__Your instructions__
A single number is wanted: how many lines of the records below contain the word "teams".

>>>>>

//! Static league configuration with case-insensitive alias resolution.
//!
//! The registry is built once at startup from the tables in [`leagues`] and
//! never mutated afterwards, so it is shared as a plain `Arc<LeagueRegistry>`.
//! Unknown identifiers are not an error: [`LeagueRegistry::get_config`] hands
//! back the [`GENERIC`] config so callers always have ranges to work with.

pub mod leagues;

use serde::Serialize;
use std::collections::HashMap;
use thiserror::Error;

use crate::scoring::rules::Rule;
use crate::scoring::scorer::{PercentRange, ScoreBand, DEFAULT_BAND};

pub use leagues::{ALIASES, LEAGUES};

#[derive(Debug, Clone, Copy, PartialEq, Eq, Serialize)]
#[serde(rename_all = "snake_case")]
pub enum Sport {
    Soccer,
    Basketball,
    AmericanFootball,
    Baseball,
    IceHockey,
    Tennis,
    Cricket,
    Rugby,
    Mma,
    Other,
}

/// Which external source a league is fetched from.
#[derive(Debug, Clone, Copy, PartialEq, Eq, Serialize)]
#[serde(tag = "kind", rename_all = "snake_case")]
pub enum SourceBinding {
    /// ESPN site API scoreboard, e.g. `soccer` / `eng.1`
    Espn {
        sport: &'static str,
        league: &'static str,
    },
}

#[derive(Debug, Clone, Serialize)]
pub struct LeagueConfig {
    /// Canonical key (uppercase, underscores); empty for the generic config
    pub key: &'static str,
    pub name: &'static str,
    pub flag: &'static str,
    pub sport: Sport,
    pub market_efficiency: PercentRange,
    pub team_performance: PercentRange,
    pub key_players: PercentRange,
    /// Percentage points added to every confidence
    pub confidence_boost: i32,
    /// Upper bound on confidence after boost and rule adjustment
    pub confidence_cap: i32,
    pub draw_eligible: bool,
    /// Scores within this distance of 0.5 are called a draw
    pub draw_threshold: f64,
    pub score_band: ScoreBand,
    pub source: Option<SourceBinding>,
    /// Name pairs used when no external data is available
    pub teams: &'static [(&'static str, &'static str)],
    pub rules: &'static [Rule],
}

impl LeagueConfig {
    pub fn is_empty(&self) -> bool {
        self.key.is_empty()
    }
}

/// Defaults for any league the registry doesn't know.
pub static GENERIC: LeagueConfig = LeagueConfig {
    key: "",
    name: "Generic League",
    flag: "🏟️",
    sport: Sport::Other,
    market_efficiency: PercentRange::new(55, 80),
    team_performance: PercentRange::new(55, 80),
    key_players: PercentRange::new(55, 80),
    confidence_boost: 0,
    confidence_cap: 85,
    draw_eligible: false,
    draw_threshold: 0.0,
    score_band: DEFAULT_BAND,
    source: None,
    teams: &[],
    rules: &[],
};

#[derive(Debug, Error, PartialEq, Eq)]
pub enum RegistryError {
    #[error("duplicate league key '{0}'")]
    DuplicateKey(String),
    #[error("league key '{0}' is not in canonical form")]
    NonCanonicalKey(String),
    #[error("alias '{alias}' points at unknown league '{target}'")]
    DanglingAlias { alias: String, target: String },
    #[error("alias '{0}' shadows a canonical league key")]
    AliasShadowsKey(String),
}

/// Normalize a user-supplied identifier: trim, uppercase, `-`/space → `_`.
pub fn normalize(id: &str) -> String {
    id.trim()
        .chars()
        .map(|c| match c {
            '-' | ' ' => '_',
            c => c.to_ascii_uppercase(),
        })
        .collect()
}

pub struct LeagueRegistry {
    /// Insertion order is the listing order
    leagues: Vec<LeagueConfig>,
    index: HashMap<&'static str, usize>,
    /// normalized alias → canonical key
    aliases: HashMap<String, &'static str>,
}

impl LeagueRegistry {
    pub fn new(
        leagues: &[LeagueConfig],
        aliases: &[(&'static str, &'static str)],
    ) -> Result<Self, RegistryError> {
        let mut index = HashMap::with_capacity(leagues.len());
        for (i, league) in leagues.iter().enumerate() {
            if league.key.is_empty() || normalize(league.key) != league.key {
                return Err(RegistryError::NonCanonicalKey(league.key.to_string()));
            }
            if index.insert(league.key, i).is_some() {
                return Err(RegistryError::DuplicateKey(league.key.to_string()));
            }
        }

        let mut alias_map = HashMap::with_capacity(aliases.len());
        for (alias, target) in aliases {
            let alias = normalize(alias);
            if index.contains_key(alias.as_str()) {
                return Err(RegistryError::AliasShadowsKey(alias));
            }
            let Some(&i) = index.get(target) else {
                return Err(RegistryError::DanglingAlias {
                    alias,
                    target: target.to_string(),
                });
            };
            alias_map.insert(alias, leagues[i].key);
        }

        Ok(LeagueRegistry {
            leagues: leagues.to_vec(),
            index,
            aliases: alias_map,
        })
    }

    /// Registry over the built-in league and alias tables.
    pub fn builtin() -> Result<Self, RegistryError> {
        Self::new(LEAGUES, ALIASES)
    }

    /// Canonical key for `id`, or its normalized form if nothing matches.
    pub fn resolve(&self, id: &str) -> String {
        let normalized = normalize(id);
        match self.aliases.get(&normalized) {
            Some(canonical) => canonical.to_string(),
            None => normalized,
        }
    }

    pub fn get(&self, id: &str) -> Option<&LeagueConfig> {
        let key = self.resolve(id);
        self.index.get(key.as_str()).map(|&i| &self.leagues[i])
    }

    /// Config for `id`, falling back to [`GENERIC`] for unregistered leagues.
    pub fn get_config(&self, id: &str) -> &LeagueConfig {
        self.get(id).unwrap_or(&GENERIC)
    }

    pub fn is_registered(&self, id: &str) -> bool {
        self.get(id).is_some()
    }

    pub fn list_all(&self) -> Vec<&'static str> {
        self.leagues.iter().map(|l| l.key).collect()
    }

    pub fn iter(&self) -> impl Iterator<Item = &LeagueConfig> {
        self.leagues.iter()
    }

    pub fn len(&self) -> usize {
        self.leagues.len()
    }
}

#[cfg(test)]
mod tests {
    use super::*;

    fn registry() -> LeagueRegistry {
        LeagueRegistry::builtin().expect("built-in tables are valid")
    }

    #[test]
    fn test_alias_resolves_to_canonical() {
        let reg = registry();
        assert_eq!(reg.resolve("EPL"), "PREMIER_LEAGUE");
        assert_eq!(reg.resolve("PREMIER_LEAGUE"), "PREMIER_LEAGUE");
        assert_eq!(reg.get_config("epl").key, "PREMIER_LEAGUE");
    }

    #[test]
    fn test_case_and_separator_insensitive() {
        let reg = registry();
        assert_eq!(reg.resolve("liga-mx"), "LIGA_MX");
        assert_eq!(reg.resolve(" premier league "), "PREMIER_LEAGUE");
        assert!(reg.is_registered("uefa"));
    }

    #[test]
    fn test_resolve_is_idempotent() {
        let reg = registry();
        let mut ids: Vec<String> = ALIASES.iter().map(|(a, _)| a.to_string()).collect();
        ids.extend(reg.list_all().iter().map(|k| k.to_string()));
        ids.push("nonexistent league".to_string());
        for id in ids {
            let once = reg.resolve(&id);
            assert_eq!(reg.resolve(&once), once, "resolve not idempotent for {}", id);
        }
    }

    #[test]
    fn test_unregistered_returns_generic() {
        let reg = registry();
        let cfg = reg.get_config("NONEXISTENT_LEAGUE");
        assert!(cfg.is_empty());
        assert!(cfg.teams.is_empty());
        assert!(!reg.is_registered("NONEXISTENT_LEAGUE"));
        assert!(reg.get("NONEXISTENT_LEAGUE").is_none());
    }

    #[test]
    fn test_list_all_keeps_insertion_order() {
        let reg = registry();
        let keys = reg.list_all();
        assert_eq!(keys.len(), LEAGUES.len());
        for (key, league) in keys.iter().zip(LEAGUES.iter()) {
            assert_eq!(*key, league.key);
        }
    }

    #[test]
    fn test_builtin_configs_are_sane() {
        for league in registry().iter() {
            assert!(league.score_band.low < league.score_band.high, "{}", league.key);
            for range in [league.market_efficiency, league.team_performance, league.key_players] {
                assert!(range.low <= range.high && range.high <= 100, "{}", league.key);
            }
            assert!(league.confidence_cap <= 100, "{}", league.key);
            assert!(!league.teams.is_empty(), "{} has no fallback teams", league.key);
        }
    }

    #[test]
    fn test_rejects_duplicate_key() {
        let dup = [LEAGUES[0].clone(), LEAGUES[0].clone()];
        let err = LeagueRegistry::new(&dup, &[]).err();
        assert_eq!(err, Some(RegistryError::DuplicateKey(LEAGUES[0].key.to_string())));
    }

    #[test]
    fn test_rejects_dangling_alias() {
        let err = LeagueRegistry::new(&LEAGUES[..1], &[("XYZ", "MISSING")]).err();
        assert!(matches!(err, Some(RegistryError::DanglingAlias { .. })));
    }

    #[test]
    fn test_rejects_alias_shadowing_key() {
        let key = LEAGUES[0].key;
        let err = LeagueRegistry::new(&LEAGUES[..1], &[(key, key)]).err();
        assert_eq!(err, Some(RegistryError::AliasShadowsKey(key.to_string())));
    }

    #[test]
    fn test_rejects_non_canonical_key() {
        let mut bad = LEAGUES[0].clone();
        bad.key = "premier league";
        let err = LeagueRegistry::new(&[bad], &[]).err();
        assert!(matches!(err, Some(RegistryError::NonCanonicalKey(_))));
    }
}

<<<<<

__Completed exercise__
4